JWST is better than anyone expected — here’s why

Humanity's newest, most powerful space telescope is performing even better than predicted. The reason why is unprecedented.
This image features data from 10 different JWST filters: 6 from the near-infrared and 4 from the mid-infrared. As a result, features that include stars, gas, dust, and various molecular signatures can all be revealed at once, showcasing where star formation is occurring and will occur in the future, among many other features.
(Credit: NASA, ESA, CSA, STScI, Webb ERO Production Team)
Key Takeaways
  • Telescopes of all types have to reckon with noise and imperfections from a variety of sources: thermal noise, stray light, dust, and more.
  • Although JWST is located in space, it's not immune to these concerns, but a series of successes have led it to perform better than even the most optimistic astronomers had anticipated.
  • The key reason is that JWST and all of its optics and instruments were kept cleaner than in any observatory ever, leading it to almost double the expected performance.

On Christmas Day, 2021, astronomy forever changed with JWST’s launch.

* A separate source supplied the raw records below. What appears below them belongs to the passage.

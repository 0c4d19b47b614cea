//! Drives the collaborator traits by hand the way a generator would.

use async_trait::async_trait;

use folio_core::pager::num_pages;
use folio_core::traits::{Renderer, SliceSource};
use folio_core::types::{ListingItem, Navigation};
use folio_core::{AppResult, PagePlan};

struct NumberedSource {
    count: u64,
}

#[async_trait]
impl SliceSource for NumberedSource {
    async fn total_items(&self) -> AppResult<u64> {
        Ok(self.count)
    }

    async fn fetch_slice(&self, offset: u64, limit: u64) -> AppResult<Vec<ListingItem>> {
        let end = (offset + limit).min(self.count);
        Ok((offset..end)
            .map(|i| ListingItem {
                id: i.to_string(),
                title: format!("Post {i}"),
                path: format!("/posts/{i}"),
                excerpt: String::new(),
                date: None,
                draft: false,
                authors: Vec::new(),
            })
            .collect())
    }
}

struct TitleRenderer;

#[async_trait]
impl Renderer for TitleRenderer {
    type Document = (String, Vec<String>);

    async fn render(
        &self,
        items: Vec<ListingItem>,
        navigation: &Navigation,
    ) -> AppResult<Self::Document> {
        Ok((
            navigation.title.clone(),
            items.into_iter().map(|i| i.title).collect(),
        ))
    }
}

#[tokio::test]
async fn test_every_item_rendered_exactly_once() {
    let source = NumberedSource { count: 23 };
    let total = source.total_items().await.expect("total");
    let plan = PagePlan::new("/posts", 10, total).expect("valid");
    assert_eq!(plan.num_pages(), num_pages(23, 10));

    let mut titles = Vec::new();
    let mut rendered = Vec::new();
    for page in plan {
        let items = source
            .fetch_slice(page.offset, page.limit)
            .await
            .expect("slice");
        assert_eq!(items.len() as u64, page.item_count());
        let nav = Navigation::from_page(&page, "Posts");
        let (title, entries) = TitleRenderer.render(items, &nav).await.expect("render");
        titles.push(title);
        rendered.extend(entries);
    }

    assert_eq!(titles, ["Posts", "Posts - 2", "Posts - 3"]);
    assert_eq!(rendered.len(), 23);
    assert_eq!(rendered.first().map(String::as_str), Some("Post 0"));
    assert_eq!(rendered.last().map(String::as_str), Some("Post 22"));
}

On December 25, 2021, as the solar array deployed 29 minutes after launch, and ~4 minutes ahead of schedule, it became clear that NASA’s James Webb Space Telescope was operational, receiving power, and well on its way toward its ultimate destination. The launch was an unparalleled success.
(Credit: NASA TV/YouTube)

By mid-2022, a fully calibrated JWST unveiled its first science images.

This almost-perfectly-aligned image composite shows the first JWST deep field’s view of the core of cluster SMACS 0723 and contrasts it with the older Hubble view. The JWST image of galaxy cluster SMACS 0723 is the first full-color, multiwavelength science image taken by the JWST. It is the deepest image ever taken of the ultra-distant Universe, with 87 ultra-distant galaxy candidates identified within it. They await spectroscopic follow-up and confirmation.
(Credit: NASA, ESA, CSA, and STScI; NASA/ESA/Hubble (STScI); composite by E. Siegel)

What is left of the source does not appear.